:: Directions for this task ::
Beneath this line are the data; copy exactly the part of them that opens with the line containing "filename src/configs/logging.rs" and closes with the line containing "impl From<String> for TitleId", and only that part.

:: Supplied material ::
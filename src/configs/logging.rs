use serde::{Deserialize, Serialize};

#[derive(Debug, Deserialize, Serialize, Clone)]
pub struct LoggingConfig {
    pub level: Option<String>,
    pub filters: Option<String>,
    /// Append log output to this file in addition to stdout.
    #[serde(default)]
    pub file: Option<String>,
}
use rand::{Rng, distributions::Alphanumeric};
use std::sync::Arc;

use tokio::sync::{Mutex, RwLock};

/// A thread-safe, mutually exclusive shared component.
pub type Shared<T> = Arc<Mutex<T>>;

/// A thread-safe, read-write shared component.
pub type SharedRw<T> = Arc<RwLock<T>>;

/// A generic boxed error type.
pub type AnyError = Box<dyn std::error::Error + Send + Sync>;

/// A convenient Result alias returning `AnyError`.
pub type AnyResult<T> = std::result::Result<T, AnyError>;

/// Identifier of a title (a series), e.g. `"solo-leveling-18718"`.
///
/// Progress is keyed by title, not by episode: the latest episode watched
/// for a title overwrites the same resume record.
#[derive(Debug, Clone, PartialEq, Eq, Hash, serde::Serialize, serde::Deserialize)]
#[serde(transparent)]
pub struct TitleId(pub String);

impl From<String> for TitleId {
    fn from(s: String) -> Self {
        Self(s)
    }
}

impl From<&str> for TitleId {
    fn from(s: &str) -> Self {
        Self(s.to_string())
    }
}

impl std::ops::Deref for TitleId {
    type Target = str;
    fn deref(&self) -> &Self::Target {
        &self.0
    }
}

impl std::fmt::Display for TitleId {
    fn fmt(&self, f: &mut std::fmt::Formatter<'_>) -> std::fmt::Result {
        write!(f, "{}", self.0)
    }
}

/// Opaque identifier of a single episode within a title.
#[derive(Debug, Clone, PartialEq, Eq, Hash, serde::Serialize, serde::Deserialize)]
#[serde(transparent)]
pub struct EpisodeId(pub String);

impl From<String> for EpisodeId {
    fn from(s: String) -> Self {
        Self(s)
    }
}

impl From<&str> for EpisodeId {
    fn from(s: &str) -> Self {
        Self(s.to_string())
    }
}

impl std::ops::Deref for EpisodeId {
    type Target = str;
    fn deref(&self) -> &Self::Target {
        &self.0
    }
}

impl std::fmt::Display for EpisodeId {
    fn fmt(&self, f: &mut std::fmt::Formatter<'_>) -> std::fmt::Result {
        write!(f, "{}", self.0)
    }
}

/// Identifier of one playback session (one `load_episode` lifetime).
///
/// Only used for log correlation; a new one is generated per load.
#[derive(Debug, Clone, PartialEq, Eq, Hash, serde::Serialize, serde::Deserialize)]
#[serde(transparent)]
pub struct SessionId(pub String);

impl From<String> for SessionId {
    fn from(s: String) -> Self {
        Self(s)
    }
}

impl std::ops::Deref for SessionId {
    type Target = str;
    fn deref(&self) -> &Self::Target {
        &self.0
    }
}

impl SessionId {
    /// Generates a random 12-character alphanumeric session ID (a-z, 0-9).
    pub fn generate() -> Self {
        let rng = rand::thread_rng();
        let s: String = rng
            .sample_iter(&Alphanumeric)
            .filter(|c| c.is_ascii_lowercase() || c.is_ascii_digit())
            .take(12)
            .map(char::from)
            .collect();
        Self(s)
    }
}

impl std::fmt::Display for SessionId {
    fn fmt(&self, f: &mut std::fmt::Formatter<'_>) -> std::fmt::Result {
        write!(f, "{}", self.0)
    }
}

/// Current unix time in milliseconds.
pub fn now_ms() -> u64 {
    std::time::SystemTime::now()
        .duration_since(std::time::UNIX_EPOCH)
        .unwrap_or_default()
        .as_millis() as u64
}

--

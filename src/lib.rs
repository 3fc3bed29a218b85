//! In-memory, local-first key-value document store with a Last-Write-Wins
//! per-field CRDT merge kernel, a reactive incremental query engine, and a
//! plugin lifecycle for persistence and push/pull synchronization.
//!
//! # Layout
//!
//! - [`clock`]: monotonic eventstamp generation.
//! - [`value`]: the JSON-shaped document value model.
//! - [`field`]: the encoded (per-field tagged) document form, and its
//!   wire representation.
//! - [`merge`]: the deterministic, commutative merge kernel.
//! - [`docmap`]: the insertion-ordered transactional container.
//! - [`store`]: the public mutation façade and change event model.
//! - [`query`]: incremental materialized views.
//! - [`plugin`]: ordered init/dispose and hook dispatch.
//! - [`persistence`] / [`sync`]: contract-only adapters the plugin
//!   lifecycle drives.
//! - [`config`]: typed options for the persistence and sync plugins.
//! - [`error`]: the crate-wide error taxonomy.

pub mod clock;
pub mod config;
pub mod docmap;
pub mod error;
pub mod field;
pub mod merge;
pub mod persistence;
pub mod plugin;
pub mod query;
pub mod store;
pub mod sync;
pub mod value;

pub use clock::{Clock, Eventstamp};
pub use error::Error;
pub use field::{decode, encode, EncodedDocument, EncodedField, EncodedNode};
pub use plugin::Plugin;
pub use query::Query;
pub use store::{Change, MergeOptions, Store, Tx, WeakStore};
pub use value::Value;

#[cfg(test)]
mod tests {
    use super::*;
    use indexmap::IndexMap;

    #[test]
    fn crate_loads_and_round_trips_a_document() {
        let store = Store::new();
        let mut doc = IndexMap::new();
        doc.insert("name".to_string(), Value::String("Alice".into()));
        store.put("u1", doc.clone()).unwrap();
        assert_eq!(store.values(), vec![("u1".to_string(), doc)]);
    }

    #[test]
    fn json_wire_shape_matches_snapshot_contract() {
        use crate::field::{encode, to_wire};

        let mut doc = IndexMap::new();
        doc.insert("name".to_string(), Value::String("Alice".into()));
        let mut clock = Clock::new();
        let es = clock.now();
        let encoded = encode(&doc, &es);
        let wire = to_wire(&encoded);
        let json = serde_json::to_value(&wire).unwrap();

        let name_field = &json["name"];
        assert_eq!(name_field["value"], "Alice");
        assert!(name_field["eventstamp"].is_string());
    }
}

:: Output of the task ::
filename src/configs/logging.rs
use serde::{Deserialize, Serialize};

#[derive(Debug, Deserialize, Serialize, Clone)]
pub struct LoggingConfig {
    pub level: Option<String>,
    pub filters: Option<String>,
    /// Append log output to this file in addition to stdout.
    #[serde(default)]
    pub file: Option<String>,
}
use rand::{Rng, distributions::Alphanumeric};
use std::sync::Arc;

use tokio::sync::{Mutex, RwLock};

/// A thread-safe, mutually exclusive shared component.
pub type Shared<T> = Arc<Mutex<T>>;

/// A thread-safe, read-write shared component.
pub type SharedRw<T> = Arc<RwLock<T>>;

/// A generic boxed error type.
pub type AnyError = Box<dyn std::error::Error + Send + Sync>;

/// A convenient Result alias returning `AnyError`.
pub type AnyResult<T> = std::result::Result<T, AnyError>;

/// Identifier of a title (a series), e.g. `"solo-leveling-18718"`.
///
/// Progress is keyed by title, not by episode: the latest episode watched
/// for a title overwrites the same resume record.
#[derive(Debug, Clone, PartialEq, Eq, Hash, serde::Serialize, serde::Deserialize)]
#[serde(transparent)]
pub struct TitleId(pub String);

impl From<String> for TitleId {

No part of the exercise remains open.